That means I’ve been going through life on the ‘easy’ setting. I totally get that. It’s not fair.

I also happen to enjoy making things, and reading about the things others have made. That activity may well enjoy an undeserved ascriptive status. It’s also an activity that attracts a disproportionate number of people like me, which may well contribute to its ascribed high status. To the extent that is so, it’s not fair.

Except for choosing to do things that I enjoy, I’m not aware of very much else here within my control. If I give offense by the very fact of my existence as a member of a privileged class, I’m sorry. But I don’t have a choice in that. I can try not to abuse privilege, but broader society won’t let me renounce it. The cop wil still suspect me less, the boss will still favor me disproportionately, the marketer will still target me as a member of a favored group. And I must bear the full guilt for that.

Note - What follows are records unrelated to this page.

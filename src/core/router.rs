// Copyright (c) 2026 Emberlink
// Licensed under the Apache License, Version 2.0 (the "License");
// you may not use this file except in compliance with the License.
// You may obtain a copy of the License at
//     http://www.apache.org/licenses/LICENSE-2.0
// Unless required by applicable law or agreed to in writing, software
// distributed under the License is distributed on an "AS IS" BASIS,
// WITHOUT WARRANTIES OR CONDITIONS OF ANY KIND, either express or implied.
// See the License for the specific language governing permissions and
// limitations under the License.

#![forbid(unsafe_code)]
#![warn(missing_docs)]

//! Routing engine: one bounded-work decision per inbound datagram, plus
//! the originator protocol for SOS, DIRECT, and ACK.
//!
//! The engine never blocks on I/O. It is a pure decision function over
//! the local node id and the caller-supplied wall clock; its only side
//! effects are the duplicate cache and the drop counters. Datagram state
//! is terminal in one pass: NEW -> VALIDATED -> DECRYPTED -> {DELIVERED,
//! RELAYED, DELIVERED+RELAYED, DROPPED}.

use crate::core::codec::{CodecError, Frame};
use crate::core::dup_cache::DuplicateCache;
use crate::core::types::{
    AckRecord, DatagramKind, DirectRecord, GeoLocation, InnerRecord, MessageId, NetworkKey,
    NodeId, Recipient, SosRecord, SosType,
};
use crate::monitoring::metrics::Metrics;
use std::sync::Arc;
use tracing::debug;

/// Why a datagram was silently discarded. Each reason has a dedicated
/// metrics counter.
#[derive(Clone, Copy, Debug, PartialEq, Eq)]
pub enum DropReason {
    /// CRC mismatch or unparseable header.
    Checksum,
    /// Structurally invalid frame or record schema violation.
    Malformed,
    /// Kind byte out of range.
    UnknownKind,
    /// Timestamp outside the freshness window (replay guard).
    Stale,
    /// Already seen this (message id, sender id) pair.
    Duplicate,
    /// Payload does not open under the local network key.
    Decrypt,
    /// Hop budget exhausted at a non-delivering node.
    TtlExhausted,
}

/// The routing verdict for one ingested datagram.
#[derive(Clone, Copy, Debug, PartialEq, Eq)]
pub enum Decision {
    /// Discard; no further action.
    Drop(DropReason),
    /// Surface to the local application only.
    Deliver,
    /// Re-emit only.
    Relay,
    /// Surface locally and re-emit.
    DeliverAndRelay,
}

/// Everything the controller needs to dispatch one ingest.
#[derive(Debug)]
pub struct IngestOutcome {
    /// The verdict.
    pub decision: Decision,
    /// Originator-assigned message id (available once the header parsed).
    pub message_id: Option<MessageId>,
    /// Hops traversed by the arriving copy.
    pub hop_count: u8,
    /// Decrypted record, present when delivering.
    pub delivery: Option<InnerRecord>,
    /// Fresh RELAY copy for the wire, present when relaying.
    pub relay: Option<Frame>,
    /// ACK to originate (a DIRECT was delivered to this node), already
    /// self-marked in the duplicate cache.
    pub ack: Option<Frame>,
}

impl IngestOutcome {
    fn drop(reason: DropReason, message_id: Option<MessageId>) -> Self {
        Self {
            decision: Decision::Drop(reason),
            message_id,
            hop_count: 0,
            delivery: None,
            relay: None,
            ack: None,
        }
    }
}

/// Tunables for the engine, lifted from [`MeshConfig`](crate::core::config::MeshConfig).
#[derive(Clone, Debug)]
pub struct RouterConfig {
    /// Local node id; deliveries match against this.
    pub local_id: NodeId,
    /// Hop budget for originated datagrams.
    pub initial_ttl: u8,
    /// Freshness window in ms (|now - datagram.timestamp| must not exceed it).
    pub timestamp_tolerance_ms: u64,
}

/// The per-node routing engine.
pub struct RoutingEngine {
    cfg: RouterConfig,
    key: NetworkKey,
    cache: Arc<DuplicateCache>,
    metrics: Arc<Metrics>,
}

impl RoutingEngine {
    /// Create an engine over a shared duplicate cache.
    pub fn new(
        cfg: RouterConfig,
        key: NetworkKey,
        cache: Arc<DuplicateCache>,
        metrics: Arc<Metrics>,
    ) -> Self {
        Self {
            cfg,
            key,
            cache,
            metrics,
        }
    }

    /// Local node id.
    pub fn local_id(&self) -> NodeId {
        self.cfg.local_id
    }

    /// Ingest one inbound datagram and decide deliver / relay / both /
    /// neither. `now_ms` is the caller's wall clock.
    pub fn ingest(&self, bytes: &[u8], now_ms: u64) -> IngestOutcome {
        // 1. Structure and checksum.
        let frame = match Frame::parse(bytes) {
            Ok(f) => f,
            Err(e) => {
                let reason = Self::parse_drop_reason(e);
                self.count_drop(reason);
                debug!(?reason, "inbound frame rejected");
                return IngestOutcome::drop(reason, None);
            }
        };
        let message_id = frame.message_id;

        // 2. Freshness (replay guard). The edge of the window is accepted.
        let ts_ms = u64::from(frame.timestamp) * 1000;
        if now_ms.abs_diff(ts_ms) > self.cfg.timestamp_tolerance_ms {
            self.count_drop(DropReason::Stale);
            debug!(%message_id, "stale datagram dropped");
            return IngestOutcome::drop(DropReason::Stale, Some(message_id));
        }

        // 3. Duplicate suppression. Marked before decryption on purpose: a
        // malformed duplicate of this datagram must also be dropped.
        if self.cache.mark_and_check(&frame.duplicate_key(), now_ms) {
            self.count_drop(DropReason::Duplicate);
            return IngestOutcome::drop(DropReason::Duplicate, Some(message_id));
        }

        // 4-5. Decrypt and schema-check.
        let record = match frame.open(&self.key) {
            Ok(r) => r,
            Err(e) => {
                let reason = if e == CodecError::DecryptFailed {
                    DropReason::Decrypt
                } else {
                    DropReason::Malformed
                };
                self.count_drop(reason);
                debug!(%message_id, ?reason, "payload rejected");
                return IngestOutcome::drop(reason, Some(message_id));
            }
        };

        // 6. Addressing. Policy keys on the record's semantic kind: the
        // header kind of every relayed copy is RELAY.
        let for_me = record.recipient() == Recipient::Node(self.cfg.local_id);
        let broadcast = record.recipient().is_broadcast();
        let semantic = record.kind();

        // 7. Delivery, and an ACK when a DIRECT reached its destination.
        let deliver = for_me || broadcast;
        let ack = if deliver && semantic == DatagramKind::Direct && for_me {
            Some(self.originate_ack(&record, message_id, now_ms))
        } else {
            None
        };

        // 8. Relay policy. SOS floods even when delivered locally; unicast
        // kinds (DIRECT and its ACK) relay while in transit.
        let should_relay = frame.ttl > 0
            && (semantic == DatagramKind::Sos
                || broadcast
                || (!for_me
                    && (semantic == DatagramKind::Direct || semantic == DatagramKind::Ack)));

        if !deliver && !should_relay {
            self.count_drop(DropReason::TtlExhausted);
            debug!(%message_id, ttl = frame.ttl, "ttl exhausted");
            return IngestOutcome::drop(DropReason::TtlExhausted, Some(message_id));
        }

        // 9. Relay copy: hop consumed, same id/sender/ciphertext.
        let relay = if should_relay {
            self.metrics.relayed_total.inc();
            Some(frame.relay_copy())
        } else {
            None
        };
        if deliver {
            self.metrics.delivered_total.inc();
        }

        let decision = match (deliver, relay.is_some()) {
            (true, true) => Decision::DeliverAndRelay,
            (true, false) => Decision::Deliver,
            (false, true) => Decision::Relay,
            (false, false) => unreachable!("drop handled above"),
        };

        IngestOutcome {
            decision,
            message_id: Some(message_id),
            hop_count: frame.hop_count,
            delivery: deliver.then_some(record),
            relay,
            ack,
        }
    }

    /// Originate an SOS broadcast. The frame is marked in the duplicate
    /// cache before it is handed out, so the echo from a neighbor cannot
    /// loop back.
    pub fn originate_sos(
        &self,
        content: &str,
        location: GeoLocation,
        sos_type: SosType,
        now_ms: u64,
    ) -> Result<Frame, CodecError> {
        let record = InnerRecord::Sos(SosRecord {
            sender: self.cfg.local_id,
            recipient: Recipient::Broadcast,
            content: content.to_string(),
            location,
            priority: 5,
            timestamp: now_ms / 1000,
            sos_type,
        });
        self.originate(DatagramKind::Sos, record, now_ms)
    }

    /// Originate a DIRECT note to one peer.
    pub fn originate_direct(
        &self,
        recipient: NodeId,
        content: &str,
        now_ms: u64,
    ) -> Result<Frame, CodecError> {
        let record = InnerRecord::Direct(DirectRecord {
            sender: self.cfg.local_id,
            recipient: Recipient::Node(recipient),
            content: content.to_string(),
            priority: 3,
            timestamp: now_ms / 1000,
        });
        self.originate(DatagramKind::Direct, record, now_ms)
    }

    fn originate_ack(&self, delivered: &InnerRecord, original: MessageId, now_ms: u64) -> Frame {
        let record = InnerRecord::Ack(AckRecord {
            sender: self.cfg.local_id,
            recipient: Recipient::Node(delivered.sender()),
            original_message_id: original,
            priority: 2,
            timestamp: now_ms / 1000,
        });
        // An ACK record has a bounded shape; seal can only fail on
        // oversized payloads, which cannot happen here.
        self.originate(DatagramKind::Ack, record, now_ms)
            .expect("ack records always fit one datagram")
    }

    fn originate(
        &self,
        kind: DatagramKind,
        record: InnerRecord,
        now_ms: u64,
    ) -> Result<Frame, CodecError> {
        let message_id = MessageId::generate();
        let frame = Frame::seal(
            kind,
            message_id,
            0,
            self.cfg.initial_ttl,
            (now_ms / 1000) as u32,
            self.cfg.local_id,
            &record,
            &self.key,
        )?;
        self.cache.mark_and_check(&frame.duplicate_key(), now_ms);
        self.metrics.originated_total.inc();
        Ok(frame)
    }

    fn parse_drop_reason(e: CodecError) -> DropReason {
        match e {
            CodecError::BadChecksum => DropReason::Checksum,
            CodecError::UnknownKind => DropReason::UnknownKind,
            _ => DropReason::Malformed,
        }
    }

    fn count_drop(&self, reason: DropReason) {
        match reason {
            DropReason::Checksum => self.metrics.drop_checksum_total.inc(),
            DropReason::Malformed => self.metrics.drop_malformed_total.inc(),
            DropReason::UnknownKind => self.metrics.drop_unknown_kind_total.inc(),
            DropReason::Stale => self.metrics.drop_stale_total.inc(),
            DropReason::Duplicate => self.metrics.drop_duplicate_total.inc(),
            DropReason::Decrypt => self.metrics.drop_decrypt_total.inc(),
            DropReason::TtlExhausted => self.metrics.drop_ttl_total.inc(),
        }
    }
}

And I don’t know one damned thing I can do about it. But that’s my fault, also - because as a member of the privileged class, it’s my responsibility to figure that out.

Everything I do or fail to do must be interpreted in that light. To that extent, I’m probably a failure as a parent as well. I made sure that my daughter came to adulthood knowing how to solve a differential equation, climb a mountain, make a fire, solder a PC board, run a tractor, handle a rifle safely, build a wall, and so on. She made the choice that what she wants to do for a living is one of the “maintainer” professions. I can’t quite figure out whether my failure is in not having guided her more strongly into a choice that enjoys greater ascriptive value, or not having moved society far enough in the direction of ascribing greater value to her choice. At least I managed to impart what I believed to have been enough skills that it was something she chose to do, not something she was forced to do. (Or was it? Being a member of the privileged class, I’m no doubt too blind to see whether she really believed she had a choice. And of course, I’m in too much of a position of power to expect a truthful answer when I ask her. Nobody in an underclass dares speak truth to power.)

I don’t object to the expectation that everything I do has to be second-guessed from the point of view of identity politics. I do object to the expectation that everything I do, when seen in that light, will be weighed in the balance and found wanting. The discussion I am reading here tells me that there is no hope. Everything I say or do, when viewed in the harsh light of identity politics, comes up as a mere reinforcement of the privilege that I did not choose and cannot refuse. Seen from that jaundiced perspective, why bother trying?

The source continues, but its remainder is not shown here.